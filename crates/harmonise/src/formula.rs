//! Conversion formulas between magnitude scales.

use std::fmt;
use std::sync::Arc;

use emsr_catalogue::{Filter, MagnitudeMeasure};

use crate::error::HarmoniseError;

/// A value transform shared between clones of a formula.
pub type Transform = Arc<dyn Fn(f64) -> f64 + Send + Sync>;

#[derive(Clone)]
enum Function {
    Identity,
    Polynomial(Vec<f64>),
    Custom(Transform),
}

impl Function {
    fn eval(&self, x: f64) -> f64 {
        match self {
            Function::Identity => x,
            Function::Polynomial(c) => c.iter().rev().fold(0.0, |acc, &ci| acc * x + ci),
            Function::Custom(f) => f(x),
        }
    }

    /// Central difference with step `1e-6 * max(1, |x|)`.
    fn derivative(&self, x: f64) -> f64 {
        if let Function::Identity = self {
            return 1.0;
        }
        let h = 1e-6 * x.abs().max(1.0);
        (self.eval(x + h) - self.eval(x - h)) / (2.0 * h)
    }
}

impl fmt::Debug for Function {
    fn fmt(&self, f: &mut fmt::Formatter<'_>) -> fmt::Result {
        match self {
            Function::Identity => f.write_str("Identity"),
            Function::Polynomial(c) => f.debug_tuple("Polynomial").field(c).finish(),
            Function::Custom(_) => f.write_str("Custom(..)"),
        }
    }
}

/// A named transform from the measures in `domain` to `target_scale`.
///
/// The standard error of a converted measure combines the formula's model
/// error with the propagated input error:
///
/// ```text
/// se = sqrt(model_error^2 + f'(x)^2 * error^2)
/// ```
///
/// # Example
///
/// ```
/// use emsr_catalogue::Filter;
/// use emsr_harmonise::ConversionFormula;
///
/// let f = ConversionFormula::polynomial("mb->Mw", vec![-1.0, 1.2], 0.2, Filter::scales(["mb"]), "Mw");
/// assert_eq!(f.target_scale(), "Mw");
/// assert!((f.evaluate(5.0) - 5.0).abs() < 1e-12);
/// ```
#[derive(Debug, Clone)]
pub struct ConversionFormula {
    name: String,
    function: Function,
    model_error: f64,
    domain: Filter,
    target_scale: String,
}

impl ConversionFormula {
    /// Creates a formula from an arbitrary transform.
    pub fn new<F>(
        name: impl Into<String>,
        transform: F,
        model_error: f64,
        domain: Filter,
        target_scale: impl Into<String>,
    ) -> Self
    where
        F: Fn(f64) -> f64 + Send + Sync + 'static,
    {
        Self {
            name: name.into(),
            function: Function::Custom(Arc::new(transform)),
            model_error,
            domain,
            target_scale: target_scale.into(),
        }
    }

    /// Creates a polynomial formula, coefficients in ascending powers.
    pub fn polynomial(
        name: impl Into<String>,
        coefficients: Vec<f64>,
        model_error: f64,
        domain: Filter,
        target_scale: impl Into<String>,
    ) -> Self {
        Self {
            name: name.into(),
            function: Function::Polynomial(coefficients),
            model_error,
            domain,
            target_scale: target_scale.into(),
        }
    }

    /// The trivial conversion of a measure already on `scale`.
    pub fn identity(scale: &str) -> Self {
        Self {
            name: format!("identity({scale})"),
            function: Function::Identity,
            model_error: 0.0,
            domain: Filter::scales([scale]),
            target_scale: scale.to_string(),
        }
    }

    pub fn name(&self) -> &str {
        &self.name
    }

    pub fn model_error(&self) -> f64 {
        self.model_error
    }

    pub fn domain(&self) -> &Filter {
        &self.domain
    }

    pub fn target_scale(&self) -> &str {
        &self.target_scale
    }

    /// Polynomial coefficients, if this is a polynomial formula.
    pub fn coefficients(&self) -> Option<&[f64]> {
        match &self.function {
            Function::Polynomial(c) => Some(c),
            _ => None,
        }
    }

    /// Whether `measure` lies in the domain.
    pub fn is_applicable(&self, measure: &MagnitudeMeasure) -> bool {
        self.domain.matches(measure)
    }

    /// Raw value transform.
    pub fn evaluate(&self, x: f64) -> f64 {
        self.function.eval(x)
    }

    /// Numerical first derivative of the transform.
    pub fn derivative(&self, x: f64) -> f64 {
        self.function.derivative(x)
    }

    /// Converts `measure`, using `default_uncertainty` when it reports no
    /// standard error.
    ///
    /// # Errors
    ///
    /// [`HarmoniseError::OutOfDomain`] if the measure is not in the domain.
    pub fn apply(
        &self,
        measure: &MagnitudeMeasure,
        default_uncertainty: f64,
    ) -> Result<MagnitudeMeasure, HarmoniseError> {
        if !self.is_applicable(measure) {
            return Err(HarmoniseError::OutOfDomain {
                formula: self.name.clone(),
                measure: measure.id().0,
                scale: measure.scale().to_string(),
                agency: measure.agency().to_string(),
            });
        }
        let x = measure.value();
        let error = measure.standard_error().unwrap_or(default_uncertainty);
        let d = self.derivative(x);
        let standard_error = self.model_error.hypot(d * error);
        Ok(measure.converted(&self.target_scale, self.evaluate(x), standard_error))
    }

    pub(crate) fn validate(&self) -> Result<(), HarmoniseError> {
        if !self.model_error.is_finite() || self.model_error < 0.0 {
            return Err(HarmoniseError::InvalidModelError {
                formula: self.name.clone(),
                value: self.model_error,
            });
        }
        Ok(())
    }
}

___

• **Task objective**
Copy out each line of the material that holds the word "derivative".

• **Exercise answer**
    fn derivative(&self, x: f64) -> f64 {
    /// Numerical first derivative of the transform.
    pub fn derivative(&self, x: f64) -> f64 {
        self.function.derivative(x)
        let d = self.derivative(x);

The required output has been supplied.